Energia Solar: Facmat agradece apoio de deputado na luta contra cobrança retroativa de ICMS

Deputado estadual Sebastião Rezende ao lado do presidente da Facmat, Jonas Alves

Os esforços do deputado estadual Sebastião Rezende na luta contra a cobrança retroativa de ICMS daqueles consumidores que produzem energia solar no Estado começam a surtir os primeiros resultados.

 

O presidente da Federação das Associações Comerciais e Empresariais do Estado de Mato Grosso (Facmat), Jonas Alves, manteve contato com o parlamentar para informar que o Ministério Público do Estado entrou com ação na Justiça contra essa cobrança retroativa e para agradecê-lo pelo empenho na causa.

 

Na condição de presidente da Comissão Permanente de Defesa dos Direitos do Consumidor e do Contribuinte da Assembleia Legislativa de Mato Grosso (ALMT), Rezende encampou a luta dos mato-grossenses que estão sendo afetados com essa cobrança indevida e, em reunião na semana passada com o Ministério Público, havia pedido que o órgão se manifestasse por meio de uma ação visando coibir a cobrança retroativa do ICMS incidente sobre a Tarifa de Uso do Sistema de Distribuição (Tusd), abrangendo o período de setembro de 2017 a março de 2021.

 

Vale informar que os contribuintes com geração de energia própria no Estado receberam uma carta informando da cobrança retroativa de ICMS no mês passado.
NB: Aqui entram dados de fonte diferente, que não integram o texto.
//! One user's running app state.
//!
//! A session owns the goal store, the settings, the persistence layer and
//! the notifier. Mutations apply in memory first and are then persisted;
//! if persisting fails the error is returned and the in-memory change is
//! kept. Reminder rebuilds are deferred to [`Session::reschedule_if_needed`]
//! so a burst of changes costs a single rebuild.

use std::rc::Rc;

use chrono::NaiveTime;
use rand::SeedableRng;
use rand_pcg::Pcg64;
use tracing::{debug, info};

use crate::accountability::{is_on_time, judge_log, LogVerdict};
use crate::clock::{Clock, Timestamp};
use crate::error::{NotificationError, Result, ValidationError};
use crate::events::Event;
use crate::goals::{Goal, GoalCategory, GoalStore};
use crate::notify::Notifier;
use crate::orchestrator::{OrchestratorConfig, RescheduleReport, ScheduleOrchestrator};
use crate::settings::{parse_time_of_day, Settings, Tone};
use crate::stats::{summarize, GoalStats};
use crate::storage::{Config, KeyValueStore, StateStore};

pub struct Session<S, N> {
    clock: Rc<dyn Clock>,
    store: GoalStore,
    settings: Settings,
    state: StateStore<S>,
    notifier: N,
    orchestrator: ScheduleOrchestrator<Pcg64>,
    /// Settings changes not yet seen by the orchestrator.
    pending: Vec<Event>,
}

impl<S: KeyValueStore, N: Notifier> Session<S, N> {
    /// Load persisted goals and settings.
    ///
    /// `seed` fixes the RNG used for message and nuclear time selection;
    /// `None` seeds from the OS.
    ///
    /// # Errors
    /// Returns a storage error if persisted state cannot be read or parsed.
    pub fn open(
        clock: Rc<dyn Clock>,
        kv: S,
        notifier: N,
        config: &Config,
        seed: Option<u64>,
    ) -> Result<Self> {
        let state = StateStore::new(kv);
        let goals = state.load_goals()?;
        let settings = state.load_settings()?;

        let mut store = GoalStore::new(Rc::clone(&clock));
        store.replace_all(goals);

        let rng = match seed {
            Some(seed) => Pcg64::seed_from_u64(seed),
            None => Pcg64::from_entropy(),
        };

        debug!(goals = store.len(), tone = %settings.tone, "session opened");
        Ok(Self {
            clock,
            store,
            settings,
            state,
            notifier,
            orchestrator: ScheduleOrchestrator::new(OrchestratorConfig::from(config), rng),
            pending: Vec::new(),
        })
    }

    // ── Queries ──────────────────────────────────────────────────────

    pub fn now(&self) -> Timestamp {
        self.clock.now()
    }

    pub fn goals(&self) -> &[Goal] {
        self.store.goals()
    }

    pub fn goal(&self, id: &str) -> Option<&Goal> {
        self.store.get(id)
    }

    pub fn settings(&self) -> &Settings {
        &self.settings
    }

    pub fn stats(&self) -> GoalStats {
        summarize(self.store.goals(), &self.clock.now())
    }

    pub fn notifier(&self) -> &N {
        &self.notifier
    }

    pub fn notifier_mut(&mut self) -> &mut N {
        &mut self.notifier
    }

    pub fn state(&self) -> &StateStore<S> {
        &self.state
    }

    pub fn orchestrator(&self) -> &ScheduleOrchestrator<Pcg64> {
        &self.orchestrator
    }

    pub fn is_onboarding_complete(&self) -> Result<bool> {
        Ok(self.state.is_onboarding_complete()?)
    }

    // ── Goal commands ────────────────────────────────────────────────

    /// Add a goal built elsewhere.
    pub fn add_goal(&mut self, goal: Goal) -> Result<()> {
        self.store.add_goal(goal);
        self.persist_goals()
    }

    /// Build a goal created now and add it. Returns the stored goal.
    pub fn create_goal(
        &mut self,
        title: &str,
        category: GoalCategory,
        target: f64,
        time: NaiveTime,
    ) -> Result<Goal> {
        let goal = Goal::new(title, category, target, time, self.clock.now())?;
        let created = goal.clone();
        self.add_goal(goal)?;
        Ok(created)
    }

    /// Log progress and judge it.
    ///
    /// Amounts that are not positive finite numbers are ignored before they
    /// reach the store, as are unknown ids and repeat logs on the same day.
    pub fn log_progress(&mut self, id: &str, amount: f64) -> Result<LogVerdict> {
        if !amount.is_finite() || amount <= 0.0 {
            debug!(goal_id = id, amount, "ignored non-positive amount");
            return Ok(LogVerdict::Ignored);
        }
        let Some(before) = self.store.get(id).map(|g| g.last_logged) else {
            return Ok(LogVerdict::Ignored);
        };

        self.store.update_goal_progress(id, amount);

        let Some(goal) = self.store.get(id) else {
            return Ok(LogVerdict::Ignored);
        };
        if goal.last_logged == before {
            return Ok(LogVerdict::Ignored);
        }

        let now = self.clock.now();
        let on_time = is_on_time(&now, goal.time, self.settings.tone);
        let verdict = judge_log(&goal.id, goal.is_complete(), on_time, self.settings.tone);
        info!(goal_id = id, progress = goal.progress, target = goal.target, on_time, "progress logged");

        self.persist_goals()?;
        Ok(verdict)
    }

    pub fn archive_goal(&mut self, id: &str) -> Result<()> {
        self.store.archive_goal(id);
        self.persist_goals()
    }

    pub fn clear_goals(&mut self) -> Result<()> {
        self.store.clear_goals();
        self.persist_goals()
    }

    // ── Settings commands ────────────────────────────────────────────

    pub fn set_tone(&mut self, tone: Tone) -> Result<()> {
        if self.settings.tone == tone {
            return Ok(());
        }
        self.settings.tone = tone;
        self.pending.push(Event::ToneChanged {
            tone,
            at: self.clock.now(),
        });
        self.persist_settings()
    }

    /// Set or clear the fixed reminder time. Stored as `HH:MM`.
    ///
    /// # Errors
    /// Returns a validation error for text that is not a time of day.
    pub fn set_time(&mut self, time: Option<&str>) -> Result<()> {
        let normalized = match time {
            Some(raw) => {
                let parsed = parse_time_of_day(raw).ok_or_else(|| {
                    ValidationError::invalid("time", format!("expected HH:MM, got '{raw}'"))
                })?;
                Some(parsed.format("%H:%M").to_string())
            }
            None => None,
        };
        if self.settings.time == normalized {
            return Ok(());
        }
        self.settings.time = normalized.clone();
        self.pending.push(Event::ReminderTimeChanged {
            time: normalized,
            at: self.clock.now(),
        });
        self.persist_settings()
    }

    pub fn set_test_mode(&mut self, enabled: bool) -> Result<()> {
        if self.settings.test_mode == enabled {
            return Ok(());
        }
        self.settings.test_mode = enabled;
        self.pending.push(Event::TestModeChanged {
            enabled,
            at: self.clock.now(),
        });
        self.persist_settings()
    }

    pub fn complete_onboarding(&mut self) -> Result<()> {
        Ok(self.state.set_onboarding_complete()?)
    }

    // ── Scheduling ───────────────────────────────────────────────────

    /// Rebuild reminders if anything relevant changed since the last run.
    ///
    /// Returns the report of the rebuild, or `None` when nothing was due.
    pub fn reschedule_if_needed(
        &mut self,
    ) -> std::result::Result<Option<RescheduleReport>, NotificationError> {
        let now = self.clock.now();
        let store = &mut self.store;
        let settings = &self.settings;
        let pending = &mut self.pending;
        let report = self.orchestrator.run_pending(&mut self.notifier, now, || {
            let mut events = std::mem::take(&mut *pending);
            events.extend(store.drain_events());
            (store.goals().to_vec(), settings.clone(), events)
        })?;
        Ok(report.cloned())
    }

    /// Rebuild reminders now regardless of pending changes.
    pub fn reschedule(&mut self) -> std::result::Result<Option<RescheduleReport>, NotificationError> {
        self.orchestrator.mark_dirty();
        self.reschedule_if_needed()
    }

    fn persist_goals(&self) -> Result<()> {
        Ok(self.state.save_goals(self.store.goals())?)
    }

    fn persist_settings(&self) -> Result<()> {
        Ok(self.state.save_settings(&self.settings)?)
    }
}

#[cfg(test)]
mod tests {
    use super::*;
    use crate::clock::FixedClock;
    use crate::error::{CoreError, StorageError};
    use crate::notify::RecordingNotifier;
    use crate::storage::MemoryStore;
    use chrono::{Duration, FixedOffset, TimeZone};

    fn start() -> Timestamp {
        FixedOffset::east_opt(0)
            .unwrap()
            .with_ymd_and_hms(2025, 6, 15, 9, 30, 0)
            .unwrap()
    }

    fn nine() -> NaiveTime {
        NaiveTime::from_hms_opt(9, 0, 0).unwrap()
    }

    fn session(
        clock: &Rc<FixedClock>,
        kv: Rc<MemoryStore>,
    ) -> Session<Rc<MemoryStore>, RecordingNotifier> {
        Session::open(
            clock.clone(),
            kv,
            RecordingNotifier::new(),
            &Config::default(),
            Some(7),
        )
        .unwrap()
    }

    struct ReadOnlyStore;

    impl KeyValueStore for ReadOnlyStore {
        fn get(&self, _key: &str) -> std::result::Result<Option<String>, StorageError> {
            Ok(None)
        }

        fn set(&self, _key: &str, _value: &str) -> std::result::Result<(), StorageError> {
            Err(StorageError::Locked)
        }

        fn remove(&self, _key: &str) -> std::result::Result<(), StorageError> {
            Err(StorageError::Locked)
        }
    }

    #[test]
    fn log_on_time_and_complete_celebrates() {
        let clock = Rc::new(FixedClock::new(start()));
        let mut s = session(&clock, Rc::new(MemoryStore::new()));
        let goal = s.create_goal("Read", GoalCategory::Personal, 2.0, nine()).unwrap();

        let verdict = s.log_progress(&goal.id, 2.0).unwrap();
        assert_eq!(verdict, LogVerdict::Celebrate { goal_id: goal.id.clone() });
        assert_eq!(s.stats().goals_crushed, 1);
    }

    #[test]
    fn late_log_gets_roasted() {
        let clock = Rc::new(FixedClock::new(start() + Duration::hours(5)));
        let mut s = session(&clock, Rc::new(MemoryStore::new()));
        let goal = s.create_goal("Read", GoalCategory::Personal, 10.0, nine()).unwrap();

        match s.log_progress(&goal.id, 1.0).unwrap() {
            LogVerdict::Late { roast } => assert!(roast.starts_with("Too little, too late.")),
            other => panic!("expected late verdict, got {other:?}"),
        }
    }

    #[test]
    fn second_log_and_bad_amounts_are_ignored() {
        let clock = Rc::new(FixedClock::new(start()));
        let mut s = session(&clock, Rc::new(MemoryStore::new()));
        let goal = s.create_goal("Read", GoalCategory::Personal, 10.0, nine()).unwrap();

        assert_eq!(s.log_progress(&goal.id, 0.0).unwrap(), LogVerdict::Ignored);
        assert_eq!(s.log_progress(&goal.id, -3.0).unwrap(), LogVerdict::Ignored);
        assert_eq!(s.log_progress(&goal.id, f64::NAN).unwrap(), LogVerdict::Ignored);
        assert_eq!(s.log_progress("missing", 1.0).unwrap(), LogVerdict::Ignored);

        assert_eq!(s.log_progress(&goal.id, 3.0).unwrap(), LogVerdict::Logged);
        assert_eq!(s.log_progress(&goal.id, 3.0).unwrap(), LogVerdict::Ignored);
        assert_eq!(s.goal(&goal.id).unwrap().progress, 3.0);
    }

    #[test]
    fn state_survives_reopen() {
        let clock = Rc::new(FixedClock::new(start()));
        let kv = Rc::new(MemoryStore::new());
        let id = {
            let mut s = session(&clock, Rc::clone(&kv));
            let goal = s.create_goal("Swim", GoalCategory::Health, 4.0, nine()).unwrap();
            s.log_progress(&goal.id, 1.0).unwrap();
            s.set_tone(Tone::Nuclear).unwrap();
            s.set_time(Some("7:05")).unwrap();
            s.complete_onboarding().unwrap();
            goal.id
        };

        let s = session(&clock, kv);
        assert_eq!(s.goal(&id).unwrap().progress, 1.0);
        assert_eq!(s.settings().tone, Tone::Nuclear);
        assert_eq!(s.settings().time.as_deref(), Some("07:05"));
        assert!(s.is_onboarding_complete().unwrap());
    }

    #[test]
    fn invalid_time_is_rejected() {
        let clock = Rc::new(FixedClock::new(start()));
        let mut s = session(&clock, Rc::new(MemoryStore::new()));
        let err = s.set_time(Some("noon")).unwrap_err();
        assert!(matches!(err, CoreError::Validation(_)));
        assert_eq!(s.settings().time, None);
    }

    #[test]
    fn persist_failure_keeps_in_memory_change() {
        let clock = Rc::new(FixedClock::new(start()));
        let mut s = Session::open(
            clock.clone(),
            ReadOnlyStore,
            RecordingNotifier::new(),
            &Config::default(),
            Some(1),
        )
        .unwrap();
        let goal = Goal::new("Stretch", GoalCategory::Health, 1.0, nine(), start()).unwrap();
        let err = s.add_goal(goal).unwrap_err();
        assert!(matches!(err, CoreError::Storage(StorageError::Locked)));
        assert_eq!(s.goals().len(), 1);
    }

    #[test]
    fn burst_of_changes_rebuilds_once() {
        let clock = Rc::new(FixedClock::new(start()));
        let mut s = session(&clock, Rc::new(MemoryStore::new()));
        s.create_goal("A", GoalCategory::Work, 3.0, nine()).unwrap();
        s.create_goal("B", GoalCategory::Work, 3.0, nine()).unwrap();
        s.set_tone(Tone::TryMe).unwrap();

        let report = s.reschedule_if_needed().unwrap().unwrap();
        assert_eq!(report.scheduled.len(), 6);
        assert_eq!(s.orchestrator().runs(), 1);
        assert_eq!(s.notifier().pending().len(), 6);

        assert!(s.reschedule_if_needed().unwrap().is_none());
        s.set_test_mode(true).unwrap();
        assert!(s.reschedule_if_needed().unwrap().is_none());
        assert_eq!(s.orchestrator().runs(), 1);
    }

    #[test]
    fn logging_removes_todays_reminder() {
        let clock = Rc::new(FixedClock::new(start()));
        let mut s = session(&clock, Rc::new(MemoryStore::new()));
        let goal = s.create_goal("A", GoalCategory::Work, 3.0, nine()).unwrap();
        s.reschedule_if_needed().unwrap();
        assert_eq!(s.notifier().pending().len(), 3);

        s.log_progress(&goal.id, 1.0).unwrap();
        let report = s.reschedule_if_needed().unwrap().unwrap();
        assert_eq!(report.scheduled.len(), 2);
        assert!(report.scheduled.iter().all(|r| r.day_offset > 0));
    }
}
Segundo o comunicado, clientes com esse tipo de geração naquele período estavam com isenção de ICMS na tarifa de energia e na tarifa do uso de distribuição.
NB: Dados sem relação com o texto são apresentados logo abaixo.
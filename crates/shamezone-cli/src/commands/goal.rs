use chrono::{DateTime, NaiveTime, Timelike};
use clap::Subcommand;
use serde::Serialize;
use shamezone_core::accountability::{goal_status, progress_percentage, time_remaining};
use shamezone_core::settings::parse_time_of_day;
use shamezone_core::{Goal, GoalCategory, GoalStatus, Timestamp};

use crate::app::{open_session, print_json, sync_reminders};

#[derive(Subcommand)]
pub enum GoalAction {
    /// Add a goal
    Add {
        /// Goal title
        title: String,
        /// Amount that counts as done
        #[arg(long)]
        target: f64,
        /// work, health or personal
        #[arg(long, default_value = "personal")]
        category: GoalCategory,
        /// Daily logging time (HH:MM); defaults to the current time
        #[arg(long)]
        time: Option<String>,
        /// Deadline as RFC 3339 (e.g. 2025-07-01T18:00:00+02:00)
        #[arg(long)]
        deadline: Option<String>,
        /// Milestone description (repeatable)
        #[arg(long = "milestone")]
        milestones: Vec<String>,
    },
    /// List goals with status badges
    List {
        /// Include archived goals
        #[arg(long)]
        all: bool,
    },
    /// Log progress for today
    Log {
        /// Goal ID
        id: String,
        /// Amount to add
        amount: f64,
    },
    /// Archive a goal
    Archive {
        /// Goal ID
        id: String,
    },
    /// Delete every goal
    Clear,
}

#[derive(Serialize)]
#[serde(rename_all = "camelCase")]
struct GoalView<'a> {
    #[serde(flatten)]
    goal: &'a Goal,
    status: GoalStatus,
    percent: u32,
    time_remaining: String,
}

fn view<'a>(goal: &'a Goal, now: &Timestamp) -> GoalView<'a> {
    GoalView {
        goal,
        status: goal_status(goal, now),
        percent: progress_percentage(goal.progress, goal.target),
        time_remaining: time_remaining(goal.deadline.as_ref(), now),
    }
}

pub fn run(action: GoalAction) -> Result<(), Box<dyn std::error::Error>> {
    let mut session = open_session()?;

    match action {
        GoalAction::Add {
            title,
            target,
            category,
            time,
            deadline,
            milestones,
        } => {
            let now = session.now();
            let time = match time {
                Some(raw) => parse_time_of_day(&raw)
                    .ok_or_else(|| format!("invalid time '{raw}', expected HH:MM"))?,
                None => NaiveTime::from_hms_opt(now.hour(), now.minute(), 0)
                    .unwrap_or_else(|| now.time()),
            };
            let deadline = deadline
                .map(|raw| DateTime::parse_from_rfc3339(&raw))
                .transpose()?;

            let goal = Goal::new(title, category, target, time, now)?
                .with_deadline(deadline)
                .with_milestones(milestones);
            let id = goal.id.clone();
            session.add_goal(goal)?;
            sync_reminders(&mut session);

            if let Some(goal) = session.goal(&id) {
                print_json(&view(goal, &now))?;
            }
        }
        GoalAction::List { all } => {
            let now = session.now();
            let views: Vec<GoalView> = session
                .goals()
                .iter()
                .filter(|g| all || !g.archived)
                .map(|g| view(g, &now))
                .collect();
            print_json(&views)?;
        }
        GoalAction::Log { id, amount } => {
            if session.goal(&id).is_none() {
                return Err(format!("goal not found: {id}").into());
            }
            let verdict = session.log_progress(&id, amount)?;
            sync_reminders(&mut session);
            print_json(&verdict)?;
        }
        GoalAction::Archive { id } => {
            if session.goal(&id).is_none() {
                return Err(format!("goal not found: {id}").into());
            }
            session.archive_goal(&id)?;
            sync_reminders(&mut session);
            println!("archived {id}");
        }
        GoalAction::Clear => {
            let count = session.goals().len();
            session.clear_goals()?;
            sync_reminders(&mut session);
            println!("cleared {count} goals");
        }
    }
    Ok(())
}
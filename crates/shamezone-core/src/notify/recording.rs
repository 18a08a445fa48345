use std::collections::HashSet;

use super::{NotificationHandle, Notifier};
use crate::error::NotificationError;

#[derive(Debug, Clone, PartialEq, Eq)]
pub struct RecordedNotification {
    pub handle: NotificationHandle,
    pub fire_in_secs: u64,
    pub title: String,
    pub body: String,
}

/// In-memory notifier that records what it was asked to do.
///
/// Used for previews and tests. It can be told to deny permission or to
/// fail specific schedule calls (by 0-based call index).
#[derive(Debug, Default)]
pub struct RecordingNotifier {
    granted: bool,
    grant_on_request: bool,
    pending: Vec<RecordedNotification>,
    next_id: u64,
    schedule_calls: usize,
    fail_calls: HashSet<usize>,
    fail_cancel: bool,
    pub permission_requests: usize,
    pub cancel_calls: usize,
}

impl RecordingNotifier {
    /// A notifier that grants permission when asked.
    pub fn new() -> Self {
        Self {
            grant_on_request: true,
            ..Default::default()
        }
    }

    /// A notifier whose permission prompt is always refused.
    pub fn denying() -> Self {
        Self::default()
    }

    /// Start out with permission already granted.
    pub fn pre_granted() -> Self {
        Self {
            granted: true,
            grant_on_request: true,
            ..Default::default()
        }
    }

    /// Make the `index`-th schedule call (counting from 0) fail.
    pub fn fail_schedule_call(mut self, index: usize) -> Self {
        self.fail_calls.insert(index);
        self
    }

    pub fn fail_cancel(mut self) -> Self {
        self.fail_cancel = true;
        self
    }

    pub fn pending(&self) -> &[RecordedNotification] {
        &self.pending
    }

    pub fn is_granted(&self) -> bool {
        self.granted
    }
}

impl Notifier for RecordingNotifier {
    fn permission_granted(&mut self) -> Result<bool, NotificationError> {
        Ok(self.granted)
    }

    fn request_permission(&mut self) -> Result<bool, NotificationError> {
        self.permission_requests += 1;
        if self.grant_on_request {
            self.granted = true;
        }
        Ok(self.granted)
    }

    fn cancel_all(&mut self) -> Result<(), NotificationError> {
        self.cancel_calls += 1;
        if self.fail_cancel {
            return Err(NotificationError::CancelFailed("service offline".into()));
        }
        self.pending.clear();
        Ok(())
    }

    fn schedule_at(
        &mut self,
        fire_in_secs: u64,
        title: &str,
        body: &str,
    ) -> Result<NotificationHandle, NotificationError> {
        let call = self.schedule_calls;
        self.schedule_calls += 1;
        if self.fail_calls.contains(&call) {
            return Err(NotificationError::ScheduleFailed(format!(
                "rejected call #{call}"
            )));
        }
        self.next_id += 1;
        let handle = NotificationHandle(format!("rec-{}", self.next_id));
        self.pending.push(RecordedNotification {
            handle: handle.clone(),
            fire_in_secs,
            title: title.to_string(),
            body: body.to_string(),
        });
        Ok(handle)
    }
}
Contudo, a empresa argumenta que, conforme a Secretaria de Estado de Fazenda (Sefaz), a isenção foi concedida em desacordo com o decreto 382/2015 e convênio ICMS número 16/2016.

 

Rezende informa que a lei complementar nº 696, de 06 de julho de 2021, fez com que ficassem isentas do ICMS, até 31 de dezembro de 2027, as operações de produção de energia própria a partir de fontes renováveis sujeitas a faturamento sob o Sistema de Compensação de Energia Elétrica, seguindo resolução específica da Agência Nacional de Energia Elétrica (Aneel).

 

Além do mais, a legislação vigente no país deixa claro que, administrativamente, a distribuidora só pode cobrar os débitos referentes aos três ciclos imediatamente anteriores ao da fatura.

 

O presidente da Facmat, Jonas Alves, comemorou nesta quarta-feira a distribuição da ação contra a cobrança retroativa de ICMS na energia solar (Protocolo PJE 1042188-45.2024.8.11.0041).

 

“Quero lhe informar sobre isso e quero lhe agradecer muito pelo seu apoio tão importante para que a gente pudesse alcançar esse passo tão importante que foi entrar com essa ação. Agora temos de conseguir suspender essa cobrança para sentarmos à mesa e tentarmos negociar de alguma outra maneira, como a gente já começou”, externou o representante da classe empresarial.

Em Mato Grosso, a cobrança em questão teve vencimento na sexta-feira (13/09). No estado da Paraíba, onde também atua a Energisa, o Ministério Público ingressou com uma ação e o Poder Judiciário acatou liminar para suspender a cobrança retroativa do ICMS sobre a Tusd naquele Estado aos consumidores que utilizam energia solar.